- _Exercise instructions_: Both the line with "let at = self.by_deadline.partition_point(|e|" and the line with "fn select(&self, view: SchedView<'_>, now: Time)" in the records below must appear in the output, along with every line between them, exactly and with nothing added.

- _Provided data_:
//! Scheduler lookup by identifier.

use std::collections::BTreeMap;

use super::{Fifo, FixedPriority, Gdpa, GdpaSimplified, ListDispatch, ListPolicy, Scheduler};
use crate::config::SchedulerConfig;
use crate::error::{SimulationError, SimulationResult};

/// Constructor of a boxed scheduler.
pub type SchedulerFactory = fn(SchedulerConfig) -> Box<dyn Scheduler>;

fn build<P: ListPolicy + Default + 'static>(config: SchedulerConfig) -> Box<dyn Scheduler> {
    Box::new(ListDispatch::new(P::default(), config))
}

/// Maps identifiers such as `"fpp"` to scheduler constructors.
#[derive(Debug, Clone, Default)]
pub struct SchedulerRegistry {
    factories: BTreeMap<String, SchedulerFactory>,
}

impl SchedulerRegistry {
    /// An empty registry.
    #[must_use]
    pub fn new() -> Self {
        Self::default()
    }

    /// A registry holding `list`, `fpp`, `gdpa` and `gdpas`.
    #[must_use]
    pub fn with_defaults() -> Self {
        let mut registry = Self::new();
        registry.register_policy::<Fifo>();
        registry.register_policy::<FixedPriority>();
        registry.register_policy::<Gdpa>();
        registry.register_policy::<GdpaSimplified>();
        registry
    }

    /// Register `factory` under `id`, returning the factory it replaced.
    pub fn register(
        &mut self,
        id: impl Into<String>,
        factory: SchedulerFactory,
    ) -> Option<SchedulerFactory> {
        self.factories.insert(id.into(), factory)
    }

    fn register_policy<P: ListPolicy + Default + 'static>(&mut self) {
        self.factories.insert(P::NAME.to_owned(), build::<P>);
    }

    /// Build the scheduler registered under `id`.
    ///
    /// # Errors
    ///
    /// Returns [`SimulationError::UnknownScheduler`] if `id` is not
    /// registered.
    pub fn create(&self, id: &str, config: SchedulerConfig) -> SimulationResult<Box<dyn Scheduler>> {
        let factory = self
            .factories
            .get(id)
            .ok_or_else(|| SimulationError::UnknownScheduler(id.to_owned()))?;
        Ok(factory(config))
    }

    #[must_use]
    pub fn contains(&self, id: &str) -> bool {
        self.factories.contains_key(id)
    }

    /// Registered identifiers in sorted order.
    pub fn ids(&self) -> impl Iterator<Item = &str> {
        self.factories.keys().map(String::as_str)
    }
}
//! Simplified guaranteed dynamic priority assignment.
//!
//! Both candidate orders are maintained incrementally. Feasibility of the
//! whole EDF list is only checked when a dispatch decision is due.

use super::{ListPolicy, SchedView, edf_feasible};
use crate::error::SchedulerResult;
use crate::job::JobHandle;
use crate::task::Task;
use crate::time::{Interval, Time};

/// Distance key captured at enqueue time.
type DistanceKey = (u32, Time, JobHandle);

/// Simplified GDPA policy.
///
/// Dispatches the head of the EDF list while that list is feasible as a
/// whole, and the head of the distance list otherwise.
#[derive(Debug, Clone, Default)]
pub struct GdpaSimplified {
    by_distance: Vec<DistanceKey>,
    by_deadline: Vec<(Time, JobHandle)>,
}

impl GdpaSimplified {
    /// Jobs ordered by distance to failure, then deadline, then arrival.
    #[must_use]
    pub fn distance_order(&self) -> Vec<JobHandle> {
        self.by_distance.iter().map(|&(_, _, h)| h).collect()
    }

    /// Jobs ordered by deadline, equal deadlines in arrival order.
    #[must_use]
    pub fn deadline_order(&self) -> Vec<JobHandle> {
        self.by_deadline.iter().map(|&(_, h)| h).collect()
    }

    /// Whether the EDF list meets every deadline when started at `now`.
    ///
    /// # Errors
    ///
    /// Returns an error if a held handle has no live job.
    pub fn deadline_order_feasible(&self, view: SchedView<'_>, now: Time) -> SchedulerResult<bool> {
        let mut work: Vec<(Interval, Time)> = Vec::with_capacity(self.by_deadline.len());
        for &(deadline, handle) in &self.by_deadline {
            work.push((view.job(handle)?.remaining(), deadline));
        }
        Ok(edf_feasible(now, work))
    }
}

impl ListPolicy for GdpaSimplified {
    const NAME: &'static str = "gdpas";

    fn insert(&mut self, view: SchedView<'_>, handle: JobHandle) {
        let Some(job) = view.jobs.get(handle) else {
            return;
        };
        // A job of an unknown task is treated as having no tolerance left.
        let distance = view.tasks.get(job.task()).map_or(0, Task::distance);
        let key = (distance, job.deadline(), handle);
        let at = self.by_distance.partition_point(|k| *k <= key);
        self.by_distance.insert(at, key);

        let entry = (job.deadline(), handle);
        let at = self.by_deadline.partition_point(|e| *e <= entry);
        self.by_deadline.insert(at, entry);
    }

    fn remove(&mut self, handle: JobHandle) -> bool {
        let before = self.by_deadline.len();
        self.by_deadline.retain(|&(_, h)| h != handle);
        self.by_distance.retain(|&(_, _, h)| h != handle);
        self.by_deadline.len() != before
    }

    fn select(&self, view: SchedView<'_>, now: Time) -> SchedulerResult<Option<JobHandle>> {
        let Some(&(_, edf_head)) = self.by_deadline.first() else {
            return Ok(None);
        };
        if self.deadline_order_feasible(view, now)? {
            return Ok(Some(edf_head));
        }
        Ok(self.by_distance.first().map(|&(_, _, h)| h))
    }

    fn order(&self) -> Vec<JobHandle> {
        self.deadline_order()
    }

    fn len(&self) -> usize {
        self.by_deadline.len()
    }
}
//! Exit conditions of a simulation run.

use bitflags::bitflags;
use serde::{Deserialize, Serialize};

bitflags! {
    /// Why a run or drain stopped early.
    ///
    /// An empty set means the run completed the requested ticks (or drained
    /// every pending job) without a reported failure. Each failure bit can be
    /// masked through [`SimulationConfig::abort_on`](crate::SimulationConfig).
    #[derive(Debug, Clone, Copy, PartialEq, Eq, Hash, Serialize, Deserialize)]
    #[serde(transparent)]
    pub struct ExitCondition: u32 {
        /// Deadline-driven cancellation in `init_step` failed.
        const INIT_STEP_FAILURE    = 0b0000_0001;

        /// The scheduler could not build an ordering.
        const SCHEDULE_FAILURE     = 0b0000_0010;

        /// A task reported its constraint as permanently broken.
        const CANCELLATION_FAILURE = 0b0000_0100;

        /// Dispatching or completion bookkeeping failed.
        const DISPATCH_FAILURE     = 0b0000_1000;

        /// `finalise` hit its step bound with jobs still pending.
        const DRAIN_INCOMPLETE     = 0b0001_0000;
    }
}

impl ExitCondition {
    /// The maskable failure bits.
    pub const FAILURES: Self = Self::INIT_STEP_FAILURE
        .union(Self::SCHEDULE_FAILURE)
        .union(Self::CANCELLATION_FAILURE)
        .union(Self::DISPATCH_FAILURE);

    /// Whether any failure bit is set.
    #[must_use]
    pub fn is_failure(self) -> bool {
        self.intersects(Self::FAILURES)
    }
}

impl Default for ExitCondition {
    fn default() -> Self {
        Self::empty()
    }
}

#[cfg(test)]
mod tests {
    use super::*;

    #[test]
    fn test_failures_exclude_drain_bit() {
        assert!(ExitCondition::FAILURES.contains(ExitCondition::DISPATCH_FAILURE));
        assert!(!ExitCondition::FAILURES.contains(ExitCondition::DRAIN_INCOMPLETE));
        assert!(!ExitCondition::DRAIN_INCOMPLETE.is_failure());
        assert!(ExitCondition::CANCELLATION_FAILURE.is_failure());
        assert!(!ExitCondition::default().is_failure());
    }

    #[test]
    fn test_bits_are_stable() {
        assert_eq!(ExitCondition::INIT_STEP_FAILURE.bits(), 1);
        assert_eq!(ExitCondition::SCHEDULE_FAILURE.bits(), 2);
        assert_eq!(ExitCondition::CANCELLATION_FAILURE.bits(), 4);
        assert_eq!(ExitCondition::DISPATCH_FAILURE.bits(), 8);
        assert_eq!(ExitCondition::DRAIN_INCOMPLETE.bits(), 16);
    }
}
//! Benchmarks for the simulator.

use criterion::{BenchmarkId, Criterion, criterion_group, criterion_main};
use mkfirm_sim::{ExitCondition, MkMonitor, Simulation, SimulationConfig, Task, TaskSet, TraceContext};
use mkfirm_test_helpers::must;
use std::hint::black_box;

fn task_set(n: u32) -> TaskSet {
    let tasks = (0..n)
        .map(|id| {
            let period = 10 + i64::from(id % 7) * 5;
            let builder = Task::builder(id)
                .execution_time(1 + i64::from(id % 3))
                .priority(i64::from(id));
            match id % 3 {
                0 => must(builder.periodic(period)),
                1 => must(builder.mk_firm(period, 2, 3)),
                _ => must(builder.distance_priority(period, 3, 5)),
            }
        })
        .collect();
    must(TaskSet::new(tasks))
}

fn bench_mk_push(c: &mut Criterion) {
    let mut monitor = must(MkMonitor::new(3, 64));
    let mut bit = false;

    c.bench_function("mk_push", |b| {
        b.iter(|| {
            bit = !bit;
            monitor.push(black_box(bit));
            black_box(monitor.distance());
        });
    });
}

fn bench_schedulers(c: &mut Criterion) {
    let mut group = c.benchmark_group("simulate_1000_ticks");
    for scheduler in ["list", "fpp", "gdpa", "gdpas"] {
        for n in [4u32, 16] {
            group.bench_with_input(BenchmarkId::new(scheduler, n), &n, |b, &n| {
                b.iter(|| {
                    let mut sim = must(Simulation::new(
                        task_set(n),
                        scheduler,
                        must(
                            SimulationConfig::builder()
                                .abort_on(ExitCondition::empty())
                                .build(),
                        ),
                        TraceContext::none(),
                    ));
                    black_box(must(sim.run(1_000)));
                    black_box(must(sim.finalise()));
                    black_box(sim.get_results())
                });
            });
        }
    }
    group.finish();
}

criterion_group!(benches, bench_mk_push, bench_schedulers);
criterion_main!(benches);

- _Output for this exercise_:
        let at = self.by_deadline.partition_point(|e| *e <= entry);
        self.by_deadline.insert(at, entry);
    }

    fn remove(&mut self, handle: JobHandle) -> bool {
        let before = self.by_deadline.len();
        self.by_deadline.retain(|&(_, h)| h != handle);
        self.by_distance.retain(|&(_, _, h)| h != handle);
        self.by_deadline.len() != before
    }

    fn select(&self, view: SchedView<'_>, now: Time) -> SchedulerResult<Option<JobHandle>> {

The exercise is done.